Output every line of the entries from the line containing "year's holiday set." through the last, exactly, with no other content.

■ INPUT ■
--- START ---
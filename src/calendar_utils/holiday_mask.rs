use chrono::{Datelike, NaiveDate};

use super::MonthDate;
use crate::holidays::{is_holiday, HolidaySet};

/// One bit per day of a month, bit 0 being the 1st. A set bit marks a holiday.
#[derive(Debug, Clone, Copy, PartialEq, Eq, Default)]
pub struct HolidayMask(u32);

impl HolidayMask {
    pub const fn new(val: u32) -> Self {
        Self(val)
    }

    pub const fn empty() -> Self {
        Self(0)
    }

    pub const fn truncate(self, days: u8) -> Self {
        if days >= 32 {
            return self;
        }
        Self(self.0 & ((1_u32 << days) - 1))
    }

    /// Builds the mask for `month` out of a year's holiday set.
    ///
    /// With `enabled` off the mask is empty regardless of the set.
    pub fn from_holidays(month: MonthDate, days: u8, holidays: &HolidaySet, enabled: bool) -> Self {
        let start = month.to_start_day_naive();
        let mut mask = 0_u32;
        for day0 in 0..days {
            let Some(date) = NaiveDate::from_ymd_opt(start.year(), start.month(), u32::from(day0) + 1)
            else {
                break;
            };
            if is_holiday(date, holidays, enabled) {
                mask |= 1 << day0;
            }
        }
        Self(mask)
    }

    pub const fn is_day0_holiday(self, day: u8) -> bool {
        day < 32 && ((self.0 >> day) & 0b1) != 0
    }

    pub const fn count(self) -> u32 {
        self.0.count_ones()
    }
}

#[cfg(test)]
mod tests {
    use chrono::Month;

    use super::*;

    fn jan_2024() -> MonthDate {
        MonthDate::new(2024, Month::January).unwrap()
    }

    #[test]
    fn marks_only_dates_inside_the_month() {
        let holidays: HolidaySet = [
            NaiveDate::from_ymd_opt(2024, 1, 1).unwrap(),
            NaiveDate::from_ymd_opt(2024, 1, 8).unwrap(),
            NaiveDate::from_ymd_opt(2024, 2, 11).unwrap(),
        ]
        .into_iter()
        .collect();
        let mask = HolidayMask::from_holidays(jan_2024(), 31, &holidays, true);
        assert_eq!(mask.count(), 2);
        assert!(mask.is_day0_holiday(0));
        assert!(mask.is_day0_holiday(7));
        assert!(!mask.is_day0_holiday(10));
    }

    #[test]
    fn disabled_coloring_yields_empty_mask() {
        let holidays: HolidaySet = [NaiveDate::from_ymd_opt(2024, 1, 1).unwrap()]
            .into_iter()
            .collect();
        let mask = HolidayMask::from_holidays(jan_2024(), 31, &holidays, false);
        assert_eq!(mask, HolidayMask::empty());
    }

    #[test]
    fn truncate_drops_days_past_month_end() {
        let mask = HolidayMask::new(u32::MAX).truncate(29);
        assert_eq!(mask.count(), 29);
        assert!(!mask.is_day0_holiday(29));
        assert_eq!(HolidayMask::new(u32::MAX).truncate(32).count(), 32);
    }
}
--- END ---
■ TASK RESPONSE ■
    /// Builds the mask for `month` out of a year's holiday set.
    ///
    /// With `enabled` off the mask is empty regardless of the set.
    pub fn from_holidays(month: MonthDate, days: u8, holidays: &HolidaySet, enabled: bool) -> Self {
        let start = month.to_start_day_naive();
        let mut mask = 0_u32;
        for day0 in 0..days {
            let Some(date) = NaiveDate::from_ymd_opt(start.year(), start.month(), u32::from(day0) + 1)
            else {
                break;
            };
            if is_holiday(date, holidays, enabled) {
                mask |= 1 << day0;
            }
        }
        Self(mask)
    }

    pub const fn is_day0_holiday(self, day: u8) -> bool {
        day < 32 && ((self.0 >> day) & 0b1) != 0
    }

    pub const fn count(self) -> u32 {
        self.0.count_ones()
    }
}

#[cfg(test)]
mod tests {
    use chrono::Month;

    use super::*;

    fn jan_2024() -> MonthDate {
        MonthDate::new(2024, Month::January).unwrap()
    }

    #[test]
    fn marks_only_dates_inside_the_month() {
        let holidays: HolidaySet = [
            NaiveDate::from_ymd_opt(2024, 1, 1).unwrap(),
            NaiveDate::from_ymd_opt(2024, 1, 8).unwrap(),
            NaiveDate::from_ymd_opt(2024, 2, 11).unwrap(),
        ]
        .into_iter()
        .collect();
        let mask = HolidayMask::from_holidays(jan_2024(), 31, &holidays, true);
        assert_eq!(mask.count(), 2);
        assert!(mask.is_day0_holiday(0));
        assert!(mask.is_day0_holiday(7));
        assert!(!mask.is_day0_holiday(10));
    }

    #[test]
    fn disabled_coloring_yields_empty_mask() {
        let holidays: HolidaySet = [NaiveDate::from_ymd_opt(2024, 1, 1).unwrap()]
            .into_iter()
            .collect();
        let mask = HolidayMask::from_holidays(jan_2024(), 31, &holidays, false);
        assert_eq!(mask, HolidayMask::empty());
    }

    #[test]
    fn truncate_drops_days_past_month_end() {
        let mask = HolidayMask::new(u32::MAX).truncate(29);
        assert_eq!(mask.count(), 29);
        assert!(!mask.is_day0_holiday(29));
        assert_eq!(HolidayMask::new(u32::MAX).truncate(32).count(), 32);
    }
}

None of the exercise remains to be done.